Vivir quiere decir arrojar constantemente lejos de uno aquello que tiende a morir; vivir quiere decir ser cruel e inmisericordioso con todo lo que hay de débil y de perimido en nosotros, y no sólo en nosotros. ¿Sería, entonces, vivir, ser despiadado con los que agonizan, los miserables y los viejos?, ¿ser constantemente un asesino? Y, sin embargo, el viejo Moisés dijo: «¡No matarás!».
27. El que renuncia.
¿Qué hace el que renuncia? Aspira a un mundo superior, quiere proseguir su vuelo más alto y más lejos que el de todos los que se afirman. Se desprende de muchas cosas que entorpecerían su accionar, pese a que más de una resulta valiosa y deseada a sus ojos. No importa, las sacrifica a su anhelo de altura. Esta forma de sacrificio, de arrojar por la borda, constituye el único aspecto visible de su persona; por este aspecto suyo se dice que renuncia y por eso se nos presenta vestido de tela, como el espíritu mismo de la mortificación. Es evidente que lo satisface el efecto que causa; quiere esconder su ambición, su orgullo, su intención de alejarse volando por encima de nosotros. No caben dudas de que es más astuto de lo que pensamos, ¡y se muestra tan cortés con nosotros… este sujeto firme! Pues esto es realmente, a pesar de su renuncia.

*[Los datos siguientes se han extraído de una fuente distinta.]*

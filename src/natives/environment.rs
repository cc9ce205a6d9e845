/*!
 * Process Environment
 * Name lookup and bounds-checked positional access to the environment table
 *
 * The table is process-global. A snapshot reflects the environment at the
 * moment it was captured; another thread mutating the environment between
 * two captures can shift entry positions.
 *
 * Entries are enumerated through `std::env::vars_os`, which skips raw
 * entries without a `=`. If the process was started with such an entry,
 * indices here no longer line up with positions in the raw table.
 */

use crate::core::{NativeError, NativeResult};
use std::borrow::Cow;
use std::ffi::{OsStr, OsString};

/// Look up a variable by name
///
/// Names that can never be bound (empty, or containing `=` or NUL) are
/// reported as unset.
pub fn lookup(name: &str) -> Option<OsString> {
    if name.is_empty() || name.contains(['=', '\0']) {
        return None;
    }
    std::env::var_os(name)
}

/// Convert native text into a UTF-8 string, replacing invalid sequences
#[inline]
pub fn native_text(value: &OsStr) -> Cow<'_, str> {
    value.to_string_lossy()
}

/// Owned snapshot of the environment table as raw `NAME=VALUE` entries
#[derive(Debug, Clone, Default, PartialEq, Eq)]
pub struct EnvironmentTable {
    entries: Vec<OsString>,
}

impl EnvironmentTable {
    /// Snapshot the live process environment, in enumeration order
    pub fn capture() -> Self {
        let entries = std::env::vars_os()
            .map(|(name, value)| {
                let mut entry = OsString::with_capacity(name.len() + value.len() + 1);
                entry.push(&name);
                entry.push("=");
                entry.push(&value);
                entry
            })
            .collect();
        Self { entries }
    }

    /// Table over explicit entries
    pub fn from_entries<I, S>(entries: I) -> Self
    where
        I: IntoIterator<Item = S>,
        S: Into<OsString>,
    {
        Self {
            entries: entries.into_iter().map(Into::into).collect(),
        }
    }

    /// Number of live entries (position of the terminating sentinel)
    #[inline]
    pub fn len(&self) -> usize {
        self.entries.len()
    }

    #[inline]
    pub fn is_empty(&self) -> bool {
        self.entries.is_empty()
    }

    /// Entry at `index`, or a range error for negative or past-the-end indices
    pub fn entry(&self, index: i32) -> NativeResult<&OsStr> {
        usize::try_from(index)
            .ok()
            .and_then(|i| self.entries.get(i))
            .map(OsString::as_os_str)
            .ok_or(NativeError::Range {
                index: i64::from(index),
                len: self.entries.len(),
            })
    }

    /// Position of the first entry bound to `name`
    pub fn position(&self, name: &str) -> Option<usize> {
        self.entries.iter().position(|entry| {
            entry
                .to_str()
                .and_then(|e| e.split_once('='))
                .is_some_and(|(key, _)| key == name)
        })
    }

    pub fn iter(&self) -> impl Iterator<Item = &OsStr> {
        self.entries.iter().map(OsString::as_os_str)
    }
}

#[cfg(test)]
mod tests {
    use super::*;

    #[test]
    fn test_entry_bounds() {
        let table = EnvironmentTable::from_entries(["A=1", "B=2"]);
        assert_eq!(table.len(), 2);
        assert_eq!(table.entry(0).unwrap(), "A=1");
        assert_eq!(table.entry(1).unwrap(), "B=2");
        assert_eq!(table.entry(2), Err(NativeError::Range { index: 2, len: 2 }));
        assert_eq!(table.entry(-1), Err(NativeError::Range { index: -1, len: 2 }));
    }

    #[test]
    fn test_empty_table() {
        let table = EnvironmentTable::default();
        assert!(table.is_empty());
        assert!(matches!(table.entry(0), Err(NativeError::Range { len: 0, .. })));
    }

    #[test]
    fn test_position() {
        let table = EnvironmentTable::from_entries(["PATH=/bin", "EMPTY=", "X=a=b"]);
        assert_eq!(table.position("EMPTY"), Some(1));
        assert_eq!(table.position("X"), Some(2));
        assert_eq!(table.position("PAT"), None);
    }

    #[test]
    fn test_unbindable_names() {
        assert_eq!(lookup(""), None);
        assert_eq!(lookup("A=B"), None);
        assert_eq!(lookup("A\0B"), None);
    }

    #[cfg(unix)]
    #[test]
    fn test_native_text_replaces_invalid_utf8() {
        use std::os::unix::ffi::OsStrExt;
        let raw = OsStr::from_bytes(b"caf\xff");
        assert_eq!(native_text(raw), "caf\u{FFFD}");
    }
}
/*!
 * System Natives
 * Environment lookups, forced static field assignment and host properties
 */

use super::environment::{lookup, native_text, EnvironmentTable};
use super::marshal::to_string_array;
use super::properties::{property_strings, HostInfo};
use super::registry::{NativeHandler, NativeMethod, NativeRegistry};
use crate::config::BridgeConfig;
use crate::core::{ClassRef, NativeError, NativeResult, ObjectRef, Value};
use crate::monitoring::span_operation;
use crate::runtime::{FieldType, ManagedEnv, SYSTEM_CLASS};
use std::sync::Arc;
use tracing::{debug, error, info, trace, warn};

/// Natives bound on `java/lang/System`
pub const SYSTEM_METHODS: &[NativeMethod] = &[
    NativeMethod::new("getEnvByIndex", "(I)Ljava/lang/String;"),
    NativeMethod::new("getEnvByName", "(Ljava/lang/String;)Ljava/lang/String;"),
    NativeMethod::new(
        "setFieldImpl",
        "(Ljava/lang/String;Ljava/lang/String;Ljava/lang/Object;)V",
    ),
    NativeMethod::new("specialProperties", "()[Ljava/lang/String;"),
];

/// Outcome of a forced static field assignment
#[derive(Debug, Clone, Copy, PartialEq, Eq)]
pub enum FieldAssignment {
    /// The field now holds the given value
    Assigned,
    /// Name or signature could not be decoded; nothing was written
    Skipped,
}

/// Native half of the managed `System` facility
#[derive(Debug, Clone, Default)]
pub struct SystemNatives {
    config: BridgeConfig,
}

impl SystemNatives {
    pub fn new(config: BridgeConfig) -> Self {
        Self { config }
    }

    #[inline]
    pub fn config(&self) -> &BridgeConfig {
        &self.config
    }

    /// Value of the named variable, or `None` if it is unset
    ///
    /// An undecodable name is a `Decoding` error, distinct from an unset
    /// variable.
    pub fn get_env_by_name(
        &self,
        env: &dyn ManagedEnv,
        name: Option<ObjectRef>,
    ) -> NativeResult<Option<ObjectRef>> {
        let span = span_operation("env_get");
        let _guard = span.enter();

        let name = decode(env, name).inspect_err(|e| span.record_error(&e.to_string()))?;
        span.record("key", &name);

        match lookup(&name) {
            Some(value) => {
                trace!(key = %name, "environment variable found");
                span.record_result(true);
                Ok(Some(env.new_string(&native_text(&value))))
            }
            None => {
                trace!(key = %name, "environment variable unset");
                span.record_result(true);
                Ok(None)
            }
        }
    }

    /// Raw `NAME=VALUE` entry at `index` of the live environment table
    pub fn get_env_by_index(&self, env: &dyn ManagedEnv, index: i32) -> NativeResult<ObjectRef> {
        let span = span_operation("env_get_by_index");
        let _guard = span.enter();
        span.record_debug("index", index);

        let table = EnvironmentTable::capture();
        match table.entry(index) {
            Ok(entry) => {
                span.record_result(true);
                Ok(env.new_string(&native_text(entry)))
            }
            Err(e) => {
                debug!(index, len = table.len(), "environment index out of range");
                span.record_error(&e.to_string());
                Err(e)
            }
        }
    }

    /// Assign a static reference field on `class`, ignoring `final`
    ///
    /// Decoding failures skip the assignment silently. Resolution failures
    /// (unknown name, mismatched or malformed signature) are returned.
    pub fn set_field_impl(
        &self,
        env: &dyn ManagedEnv,
        class: ClassRef,
        name: Option<ObjectRef>,
        signature: Option<ObjectRef>,
        value: Option<ObjectRef>,
    ) -> NativeResult<FieldAssignment> {
        let span = span_operation("set_static_field");
        let _guard = span.enter();

        let (name, signature) = match (decode(env, name), decode(env, signature)) {
            (Ok(name), Ok(signature)) => (name, signature),
            (Err(e), _) | (_, Err(e)) => {
                warn!(error = %e, "field assignment skipped");
                span.record_error(&e.to_string());
                return Ok(FieldAssignment::Skipped);
            }
        };
        span.record("key", &name);

        let outcome = assign_static(env, class, &name, &signature, value);
        match &outcome {
            Ok(_) => {
                info!(field = %name, signature = %signature, "static field assigned");
                span.record_result(true);
            }
            Err(e) => {
                error!(field = %name, signature = %signature, error = %e, "static field assignment failed");
                span.record_error(&e.to_string());
            }
        }
        outcome
    }

    /// Managed `String[]` of the six host/platform `key=value` properties
    pub fn special_properties(&self, env: &dyn ManagedEnv) -> NativeResult<ObjectRef> {
        let span = span_operation("special_properties");
        let _guard = span.enter();

        let host = HostInfo::query().inspect_err(|e| {
            error!(error = %e, "host query failed");
            span.record_error(&e.to_string());
        })?;
        let properties = property_strings(&host, &self.config);
        span.record_items_processed(properties.len());

        let array = to_string_array(env, &properties)?;
        span.record_result(true);
        Ok(array)
    }

    /// Bind [`SYSTEM_METHODS`] on `java/lang/System` to this instance
    pub fn register(self, env: &dyn ManagedEnv, registry: &mut NativeRegistry) -> NativeResult<usize> {
        registry.register_natives(env, SYSTEM_CLASS, SYSTEM_METHODS, Arc::new(self))
    }
}

fn decode(env: &dyn ManagedEnv, string: Option<ObjectRef>) -> NativeResult<String> {
    env.string_chars(string)
        .map_err(|e| NativeError::decoding(e.to_string()))
}

fn assign_static(
    env: &dyn ManagedEnv,
    class: ClassRef,
    name: &str,
    signature: &str,
    value: Option<ObjectRef>,
) -> NativeResult<FieldAssignment> {
    if !FieldType::parse(signature)?.is_reference() {
        return Err(NativeError::NotAReferenceField {
            name: name.into(),
            signature: signature.into(),
        });
    }
    let field = env.static_field_id(class, name, signature)?;
    env.set_static_object_field(class, field, value)?;
    Ok(FieldAssignment::Assigned)
}

/// Absent-on-decode-failure policy of the managed boundary
fn null_on_decode_failure(result: NativeResult<Value>, fallback: Value) -> NativeResult<Value> {
    match result {
        Err(e) if e.is_decoding() => {
            debug!(error = %e, "decode failure reported as absent result");
            Ok(fallback)
        }
        other => other,
    }
}

fn object_arg(args: &[Value], position: usize) -> NativeResult<Option<ObjectRef>> {
    args.get(position)
        .and_then(Value::as_object)
        .ok_or_else(|| NativeError::argument_mismatch(format!("argument {} is not an object", position)))
}

impl SystemNatives {
    fn set_field_call(&self, env: &dyn ManagedEnv, class: ClassRef, args: &[Value]) -> NativeResult<Value> {
        let name = object_arg(args, 0)?;
        let signature = object_arg(args, 1)?;
        let value = object_arg(args, 2)?;
        self.set_field_impl(env, class, name, signature, value)?;
        Ok(Value::Void)
    }
}

impl NativeHandler for SystemNatives {
    fn handle(
        &self,
        env: &dyn ManagedEnv,
        class: ClassRef,
        method: &str,
        args: &[Value],
    ) -> Option<NativeResult<Value>> {
        let result = match method {
            "getEnvByIndex" => {
                let index = match args.first().and_then(Value::as_int) {
                    Some(index) => index,
                    None => return Some(Err(NativeError::argument_mismatch("index must be an int"))),
                };
                self.get_env_by_index(env, index).map(Value::object)
            }
            "getEnvByName" => null_on_decode_failure(
                object_arg(args, 0)
                    .and_then(|name| self.get_env_by_name(env, name))
                    .map(Value::Object),
                Value::NULL,
            ),
            "setFieldImpl" => self.set_field_call(env, class, args),
            "specialProperties" => self.special_properties(env).map(Value::object),
            _ => return None,
        };
        Some(result)
    }

    fn name(&self) -> &'static str {
        "system_natives"
    }
}

#[cfg(test)]
mod tests {
    use super::*;
    use crate::runtime::Heap;

    #[test]
    fn test_system_method_signatures_parse() {
        for method in SYSTEM_METHODS {
            assert!(
                crate::runtime::MethodDescriptor::parse(method.signature).is_ok(),
                "{} has a malformed signature",
                method.name
            );
        }
    }

    #[test]
    fn test_decode_failure_distinct_from_absent() {
        let heap = Heap::new();
        let natives = SystemNatives::default();
        let bad = heap.new_string_utf16(&[0xDC00]);
        assert!(matches!(
            natives.get_env_by_name(&heap, Some(bad)),
            Err(NativeError::Decoding(_))
        ));
        assert!(matches!(
            natives.get_env_by_name(&heap, None),
            Err(NativeError::Decoding(_))
        ));
    }

    #[test]
    fn test_null_on_decode_failure() {
        let decoded = null_on_decode_failure(Err(NativeError::decoding("x")), Value::NULL);
        assert_eq!(decoded, Ok(Value::NULL));

        let range = null_on_decode_failure(Err(NativeError::Range { index: 1, len: 0 }), Value::NULL);
        assert!(range.is_err());
    }

    #[test]
    fn test_set_field_skips_on_undecodable_name() {
        let heap = Heap::with_system_class();
        let system = heap.find_class(SYSTEM_CLASS).unwrap();
        let signature = heap.new_string("Ljava/io/PrintStream;");
        let outcome = SystemNatives::default()
            .set_field_impl(&heap, system, None, Some(signature), None)
            .unwrap();
        assert_eq!(outcome, FieldAssignment::Skipped);
    }

    #[test]
    fn test_set_field_rejects_primitive_signature() {
        let heap = Heap::with_system_class();
        let system = heap.find_class(SYSTEM_CLASS).unwrap();
        let name = heap.new_string("out");
        let signature = heap.new_string("I");
        assert!(matches!(
            SystemNatives::default().set_field_impl(&heap, system, Some(name), Some(signature), None),
            Err(NativeError::NotAReferenceField { .. })
        ));
    }
}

28. Hacer daño con lo mejor que se tiene.
Nuestras fuerzas nos impulsan a veces tan lejos que no podemos soportar nuestras debilidades y morimos, a pesar de que lo prevemos con claridad, sin desear ningún otro final. Por eso nos endurecemos con respecto a aquellas pertenencias que más bien deberían ser atendidas, y es que nuestra grandeza consiste en esta falta de misericordia. Semejante experiencia que acabamos pagando con nuestra vida es un símbolo de la influencia general que los grandes hombres ejercen en otros y en su época; precisamente con lo mejor que tienen, con lo que sólo ellos son capaces de hacer, arruinan a muchos seres débiles, inseguros, en pleno aflorar de la vida y llenos de voluntad. Por eso son perjudiciales tales hombres. Porque llegado el momento no van a hacer otra cosa, ya que lo mejor que tienen es recibido y, por así decirlo, absorbido únicamente por quienes pierden con ello la razón y la autoconciencia, como si estuvieran bajo el efecto de una bebida demasiado fuerte. Estos son quienes, de tan borrachos, no pueden hacer sino romperse los miembros en todas las pistas falsas a las que los arrastra su embriaguez.
29. Mentiras retrospectivas.
Cuando en Francia se empezaron a combatir las tres unidades de Aristóteles, y por consiguiente también a defenderlas, se pudo volver a ver algo a menudo verificable, aunque con malestar; seinventaron razones a partir de las cuales se debían mantener dichas leyes, para no reconocer sencillamente que se estaba habituado a su imposición y que ya no se quería cambiarlas. Lo mismo sucede desde siempre en el seno de toda moral y de toda religión imperantes; las razones y las intenciones que estarían detrás de un hábito no son atribuidas sino por una mentira retrospectiva, desde el momento en que algunos empiezan a criticar un hábito y a interrogarse sobre sus intenciones y sus razones. En esto consiste la enorme falta de probidad de los conservadores de todos los tiempos; son mentirosos retrospectivos.